Given data START

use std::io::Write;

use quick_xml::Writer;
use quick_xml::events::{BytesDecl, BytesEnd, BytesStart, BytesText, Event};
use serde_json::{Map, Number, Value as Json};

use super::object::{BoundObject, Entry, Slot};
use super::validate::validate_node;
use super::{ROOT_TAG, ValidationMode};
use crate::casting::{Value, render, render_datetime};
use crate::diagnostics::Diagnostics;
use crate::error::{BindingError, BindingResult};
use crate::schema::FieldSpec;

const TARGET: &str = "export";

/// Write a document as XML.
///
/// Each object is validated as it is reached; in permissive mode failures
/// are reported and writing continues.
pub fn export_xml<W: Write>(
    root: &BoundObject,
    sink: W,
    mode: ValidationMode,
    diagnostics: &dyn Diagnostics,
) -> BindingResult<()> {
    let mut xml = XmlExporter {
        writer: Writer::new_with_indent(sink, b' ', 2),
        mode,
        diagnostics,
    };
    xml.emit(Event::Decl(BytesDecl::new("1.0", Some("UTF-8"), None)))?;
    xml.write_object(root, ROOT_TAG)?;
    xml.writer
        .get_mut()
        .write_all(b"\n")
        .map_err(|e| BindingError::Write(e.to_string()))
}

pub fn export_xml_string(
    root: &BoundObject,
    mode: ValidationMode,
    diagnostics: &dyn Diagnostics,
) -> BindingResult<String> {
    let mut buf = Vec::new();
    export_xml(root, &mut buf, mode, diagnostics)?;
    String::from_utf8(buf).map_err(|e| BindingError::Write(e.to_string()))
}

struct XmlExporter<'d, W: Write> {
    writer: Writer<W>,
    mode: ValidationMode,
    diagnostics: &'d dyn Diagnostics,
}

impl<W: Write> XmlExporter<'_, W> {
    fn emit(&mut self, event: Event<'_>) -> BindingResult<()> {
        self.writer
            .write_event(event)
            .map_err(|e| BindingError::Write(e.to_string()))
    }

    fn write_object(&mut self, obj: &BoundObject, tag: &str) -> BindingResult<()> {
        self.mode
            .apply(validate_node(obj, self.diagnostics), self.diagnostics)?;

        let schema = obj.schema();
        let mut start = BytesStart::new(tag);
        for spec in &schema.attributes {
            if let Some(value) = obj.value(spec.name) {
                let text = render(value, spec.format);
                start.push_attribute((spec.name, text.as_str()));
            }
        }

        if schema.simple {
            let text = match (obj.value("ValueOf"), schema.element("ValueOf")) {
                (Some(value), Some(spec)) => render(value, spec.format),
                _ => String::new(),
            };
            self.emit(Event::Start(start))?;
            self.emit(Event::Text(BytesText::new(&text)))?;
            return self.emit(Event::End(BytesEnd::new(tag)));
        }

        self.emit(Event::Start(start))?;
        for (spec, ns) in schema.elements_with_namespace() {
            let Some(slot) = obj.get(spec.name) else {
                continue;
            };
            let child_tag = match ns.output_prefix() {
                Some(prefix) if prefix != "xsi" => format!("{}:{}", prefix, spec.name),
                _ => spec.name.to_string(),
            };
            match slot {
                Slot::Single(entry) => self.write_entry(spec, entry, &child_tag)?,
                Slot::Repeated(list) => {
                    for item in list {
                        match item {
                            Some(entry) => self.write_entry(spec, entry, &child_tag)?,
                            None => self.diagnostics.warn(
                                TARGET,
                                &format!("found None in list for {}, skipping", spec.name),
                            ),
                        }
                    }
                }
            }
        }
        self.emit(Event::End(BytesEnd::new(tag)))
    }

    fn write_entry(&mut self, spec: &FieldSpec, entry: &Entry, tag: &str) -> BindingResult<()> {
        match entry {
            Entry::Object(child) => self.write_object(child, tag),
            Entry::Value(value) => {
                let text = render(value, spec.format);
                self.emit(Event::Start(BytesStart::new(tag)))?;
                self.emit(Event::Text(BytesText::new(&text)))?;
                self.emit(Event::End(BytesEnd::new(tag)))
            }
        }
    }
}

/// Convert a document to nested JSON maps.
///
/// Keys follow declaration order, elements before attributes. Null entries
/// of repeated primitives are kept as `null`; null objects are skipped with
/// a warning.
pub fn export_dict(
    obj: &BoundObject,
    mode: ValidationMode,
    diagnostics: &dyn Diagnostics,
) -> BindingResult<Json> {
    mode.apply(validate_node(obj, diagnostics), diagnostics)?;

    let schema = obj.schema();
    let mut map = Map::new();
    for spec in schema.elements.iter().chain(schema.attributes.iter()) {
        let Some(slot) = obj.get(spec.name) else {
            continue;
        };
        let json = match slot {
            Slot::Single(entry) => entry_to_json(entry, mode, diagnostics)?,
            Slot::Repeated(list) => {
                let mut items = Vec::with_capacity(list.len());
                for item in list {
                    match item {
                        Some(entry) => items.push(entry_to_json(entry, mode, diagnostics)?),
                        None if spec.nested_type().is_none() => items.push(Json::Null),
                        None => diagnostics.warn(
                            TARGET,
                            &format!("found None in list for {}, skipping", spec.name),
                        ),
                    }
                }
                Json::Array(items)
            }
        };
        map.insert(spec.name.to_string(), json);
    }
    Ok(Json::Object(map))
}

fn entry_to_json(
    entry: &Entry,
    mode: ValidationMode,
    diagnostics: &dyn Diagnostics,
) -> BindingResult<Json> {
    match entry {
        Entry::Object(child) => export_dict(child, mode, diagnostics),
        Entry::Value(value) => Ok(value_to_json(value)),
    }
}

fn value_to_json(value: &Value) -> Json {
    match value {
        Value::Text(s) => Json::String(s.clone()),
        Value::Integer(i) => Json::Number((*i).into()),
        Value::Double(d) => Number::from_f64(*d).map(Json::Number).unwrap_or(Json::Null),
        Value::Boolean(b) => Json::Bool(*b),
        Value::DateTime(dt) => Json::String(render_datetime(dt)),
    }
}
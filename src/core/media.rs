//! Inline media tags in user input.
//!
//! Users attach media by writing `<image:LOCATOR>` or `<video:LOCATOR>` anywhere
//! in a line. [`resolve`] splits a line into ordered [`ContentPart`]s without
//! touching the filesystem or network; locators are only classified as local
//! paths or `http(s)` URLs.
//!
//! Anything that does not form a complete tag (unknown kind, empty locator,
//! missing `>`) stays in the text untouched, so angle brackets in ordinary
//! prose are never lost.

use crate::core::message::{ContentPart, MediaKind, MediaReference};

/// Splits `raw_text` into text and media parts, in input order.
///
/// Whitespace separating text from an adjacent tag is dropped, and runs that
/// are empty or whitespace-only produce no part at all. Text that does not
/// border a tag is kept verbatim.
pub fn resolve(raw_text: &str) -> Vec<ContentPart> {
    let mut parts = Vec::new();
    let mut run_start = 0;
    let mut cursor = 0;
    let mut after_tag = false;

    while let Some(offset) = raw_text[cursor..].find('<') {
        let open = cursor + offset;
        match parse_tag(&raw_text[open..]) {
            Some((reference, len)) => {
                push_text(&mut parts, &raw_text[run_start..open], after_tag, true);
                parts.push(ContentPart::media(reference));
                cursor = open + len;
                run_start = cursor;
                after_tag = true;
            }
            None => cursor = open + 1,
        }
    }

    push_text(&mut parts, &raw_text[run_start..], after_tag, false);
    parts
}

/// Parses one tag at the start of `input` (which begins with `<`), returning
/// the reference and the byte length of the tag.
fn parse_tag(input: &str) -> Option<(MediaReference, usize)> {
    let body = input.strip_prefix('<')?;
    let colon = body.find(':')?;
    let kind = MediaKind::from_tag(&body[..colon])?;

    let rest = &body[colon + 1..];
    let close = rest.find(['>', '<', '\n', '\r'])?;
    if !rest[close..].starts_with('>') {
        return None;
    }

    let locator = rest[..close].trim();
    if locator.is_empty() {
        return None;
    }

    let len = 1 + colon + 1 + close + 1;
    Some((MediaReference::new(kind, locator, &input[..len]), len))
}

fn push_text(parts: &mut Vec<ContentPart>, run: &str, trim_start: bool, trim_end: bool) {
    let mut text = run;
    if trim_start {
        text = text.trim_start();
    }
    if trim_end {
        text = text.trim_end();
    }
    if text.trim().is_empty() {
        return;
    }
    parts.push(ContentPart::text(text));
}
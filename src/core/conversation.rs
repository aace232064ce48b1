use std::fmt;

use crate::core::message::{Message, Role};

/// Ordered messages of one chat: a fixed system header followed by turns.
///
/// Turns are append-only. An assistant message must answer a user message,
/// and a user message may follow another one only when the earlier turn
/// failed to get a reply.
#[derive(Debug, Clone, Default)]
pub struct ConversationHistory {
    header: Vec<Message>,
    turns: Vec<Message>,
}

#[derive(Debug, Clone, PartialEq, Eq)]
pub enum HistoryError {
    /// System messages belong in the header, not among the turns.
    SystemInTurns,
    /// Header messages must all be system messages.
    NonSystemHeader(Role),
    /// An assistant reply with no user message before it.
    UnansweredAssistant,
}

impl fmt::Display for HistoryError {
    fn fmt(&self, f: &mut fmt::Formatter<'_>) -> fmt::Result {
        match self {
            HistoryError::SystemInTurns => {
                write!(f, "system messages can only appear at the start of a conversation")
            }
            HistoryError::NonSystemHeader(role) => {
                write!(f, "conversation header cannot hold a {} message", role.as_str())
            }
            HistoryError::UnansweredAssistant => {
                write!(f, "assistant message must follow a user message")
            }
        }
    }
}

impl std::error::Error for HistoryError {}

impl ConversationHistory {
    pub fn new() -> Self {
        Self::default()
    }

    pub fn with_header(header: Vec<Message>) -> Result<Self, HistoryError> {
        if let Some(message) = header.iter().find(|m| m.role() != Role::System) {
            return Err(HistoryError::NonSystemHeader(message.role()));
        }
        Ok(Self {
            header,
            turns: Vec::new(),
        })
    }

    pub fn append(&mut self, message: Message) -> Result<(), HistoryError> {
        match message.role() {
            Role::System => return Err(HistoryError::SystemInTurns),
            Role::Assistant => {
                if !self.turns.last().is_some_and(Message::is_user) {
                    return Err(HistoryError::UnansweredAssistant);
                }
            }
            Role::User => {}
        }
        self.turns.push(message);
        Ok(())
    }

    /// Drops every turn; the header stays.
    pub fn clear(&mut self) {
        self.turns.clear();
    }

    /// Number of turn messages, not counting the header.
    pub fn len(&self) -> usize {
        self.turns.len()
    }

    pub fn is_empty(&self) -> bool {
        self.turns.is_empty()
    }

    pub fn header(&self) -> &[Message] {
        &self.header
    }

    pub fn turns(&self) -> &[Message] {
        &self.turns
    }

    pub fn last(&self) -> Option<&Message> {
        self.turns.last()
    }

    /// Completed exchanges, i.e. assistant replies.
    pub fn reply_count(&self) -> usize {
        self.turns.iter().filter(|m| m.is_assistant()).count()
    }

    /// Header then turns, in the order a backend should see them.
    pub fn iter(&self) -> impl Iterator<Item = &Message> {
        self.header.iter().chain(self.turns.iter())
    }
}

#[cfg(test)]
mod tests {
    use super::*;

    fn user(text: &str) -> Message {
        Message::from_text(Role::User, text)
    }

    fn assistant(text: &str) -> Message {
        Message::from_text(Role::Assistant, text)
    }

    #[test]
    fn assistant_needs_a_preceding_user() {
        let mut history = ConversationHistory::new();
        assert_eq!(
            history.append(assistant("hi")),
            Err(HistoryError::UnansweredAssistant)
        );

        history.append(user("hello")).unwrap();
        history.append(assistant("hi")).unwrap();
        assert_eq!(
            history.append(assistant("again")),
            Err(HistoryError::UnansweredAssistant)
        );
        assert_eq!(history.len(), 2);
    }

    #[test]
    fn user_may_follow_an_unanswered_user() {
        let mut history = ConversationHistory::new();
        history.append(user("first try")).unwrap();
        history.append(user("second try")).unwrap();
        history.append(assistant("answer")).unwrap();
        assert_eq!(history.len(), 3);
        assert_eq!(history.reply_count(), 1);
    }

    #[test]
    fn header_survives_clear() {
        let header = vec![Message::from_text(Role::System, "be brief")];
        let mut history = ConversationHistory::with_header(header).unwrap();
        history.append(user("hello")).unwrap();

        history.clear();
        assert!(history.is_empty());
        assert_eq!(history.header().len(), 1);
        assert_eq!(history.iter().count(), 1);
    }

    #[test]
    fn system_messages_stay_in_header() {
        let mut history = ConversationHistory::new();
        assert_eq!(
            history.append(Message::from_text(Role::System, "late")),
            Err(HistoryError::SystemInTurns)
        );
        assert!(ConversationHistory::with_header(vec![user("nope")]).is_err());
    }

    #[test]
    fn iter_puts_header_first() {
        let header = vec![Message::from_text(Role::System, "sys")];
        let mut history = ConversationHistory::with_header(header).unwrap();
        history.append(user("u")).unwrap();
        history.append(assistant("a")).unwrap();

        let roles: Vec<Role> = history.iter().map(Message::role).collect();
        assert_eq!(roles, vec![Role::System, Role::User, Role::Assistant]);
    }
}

Given data END
Given data START

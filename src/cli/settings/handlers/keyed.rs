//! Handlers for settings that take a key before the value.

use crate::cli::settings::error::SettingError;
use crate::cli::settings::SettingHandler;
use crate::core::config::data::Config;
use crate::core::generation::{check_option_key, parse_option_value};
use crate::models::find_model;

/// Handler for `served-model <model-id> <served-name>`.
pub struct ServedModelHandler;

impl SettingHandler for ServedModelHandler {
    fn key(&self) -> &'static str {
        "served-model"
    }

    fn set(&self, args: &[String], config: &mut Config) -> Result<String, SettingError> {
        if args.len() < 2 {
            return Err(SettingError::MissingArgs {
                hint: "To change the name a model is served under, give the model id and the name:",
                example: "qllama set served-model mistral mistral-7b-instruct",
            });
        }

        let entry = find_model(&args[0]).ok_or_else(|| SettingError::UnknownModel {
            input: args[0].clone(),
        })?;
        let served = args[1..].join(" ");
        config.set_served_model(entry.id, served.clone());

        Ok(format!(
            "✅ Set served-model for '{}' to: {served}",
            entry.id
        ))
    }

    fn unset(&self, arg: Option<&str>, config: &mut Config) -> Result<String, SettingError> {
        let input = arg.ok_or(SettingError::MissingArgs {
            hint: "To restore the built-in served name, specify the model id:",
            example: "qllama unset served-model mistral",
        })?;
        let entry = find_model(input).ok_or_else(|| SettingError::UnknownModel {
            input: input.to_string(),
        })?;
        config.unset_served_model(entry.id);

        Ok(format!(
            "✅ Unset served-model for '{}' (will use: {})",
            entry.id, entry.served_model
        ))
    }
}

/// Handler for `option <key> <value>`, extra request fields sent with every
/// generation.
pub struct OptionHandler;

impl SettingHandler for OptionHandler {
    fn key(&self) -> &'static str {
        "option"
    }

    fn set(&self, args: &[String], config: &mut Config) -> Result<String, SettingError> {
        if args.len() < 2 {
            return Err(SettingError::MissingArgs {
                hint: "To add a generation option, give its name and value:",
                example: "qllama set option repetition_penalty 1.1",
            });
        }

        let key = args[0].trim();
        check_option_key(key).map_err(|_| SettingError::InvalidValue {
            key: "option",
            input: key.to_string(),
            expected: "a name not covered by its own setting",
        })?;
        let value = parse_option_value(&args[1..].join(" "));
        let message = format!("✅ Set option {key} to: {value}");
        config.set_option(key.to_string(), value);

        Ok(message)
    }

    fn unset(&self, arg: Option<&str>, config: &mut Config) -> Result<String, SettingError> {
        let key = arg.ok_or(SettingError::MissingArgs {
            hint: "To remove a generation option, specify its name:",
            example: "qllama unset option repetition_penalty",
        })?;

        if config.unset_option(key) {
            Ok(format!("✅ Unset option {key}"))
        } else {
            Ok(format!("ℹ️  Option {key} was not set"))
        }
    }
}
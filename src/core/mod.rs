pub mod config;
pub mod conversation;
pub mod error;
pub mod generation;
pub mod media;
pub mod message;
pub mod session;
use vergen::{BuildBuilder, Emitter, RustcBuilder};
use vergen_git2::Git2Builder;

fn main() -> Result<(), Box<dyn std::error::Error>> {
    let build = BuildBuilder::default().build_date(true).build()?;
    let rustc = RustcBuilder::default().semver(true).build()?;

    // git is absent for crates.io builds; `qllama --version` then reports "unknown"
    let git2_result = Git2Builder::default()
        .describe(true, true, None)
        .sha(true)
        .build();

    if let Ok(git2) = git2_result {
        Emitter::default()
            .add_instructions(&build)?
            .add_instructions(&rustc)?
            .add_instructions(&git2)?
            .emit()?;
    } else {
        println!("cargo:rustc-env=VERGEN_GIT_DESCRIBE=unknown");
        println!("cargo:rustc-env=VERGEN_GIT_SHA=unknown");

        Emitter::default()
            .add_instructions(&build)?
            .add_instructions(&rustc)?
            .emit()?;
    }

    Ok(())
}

Given data END

**Required action**
In the listing above, the lines from the one containing "Some((MediaReference::new(kind, locator, &input[..len]), len))" through the one containing "#[derive(Debug, Clone, Default)]" must be set down exactly, with no other lines.

**Solution to the problem**
    Some((MediaReference::new(kind, locator, &input[..len]), len))
}

fn push_text(parts: &mut Vec<ContentPart>, run: &str, trim_start: bool, trim_end: bool) {
    let mut text = run;
    if trim_start {
        text = text.trim_start();
    }
    if trim_end {
        text = text.trim_end();
    }
    if text.trim().is_empty() {
        return;
    }
    parts.push(ContentPart::text(text));
}
filename src/core/conversation.rs
repository aace232064ce48b1
use std::fmt;

use crate::core::message::{Message, Role};

/// Ordered messages of one chat: a fixed system header followed by turns.
///
/// Turns are append-only. An assistant message must answer a user message,
/// and a user message may follow another one only when the earlier turn
/// failed to get a reply.
#[derive(Debug, Clone, Default)]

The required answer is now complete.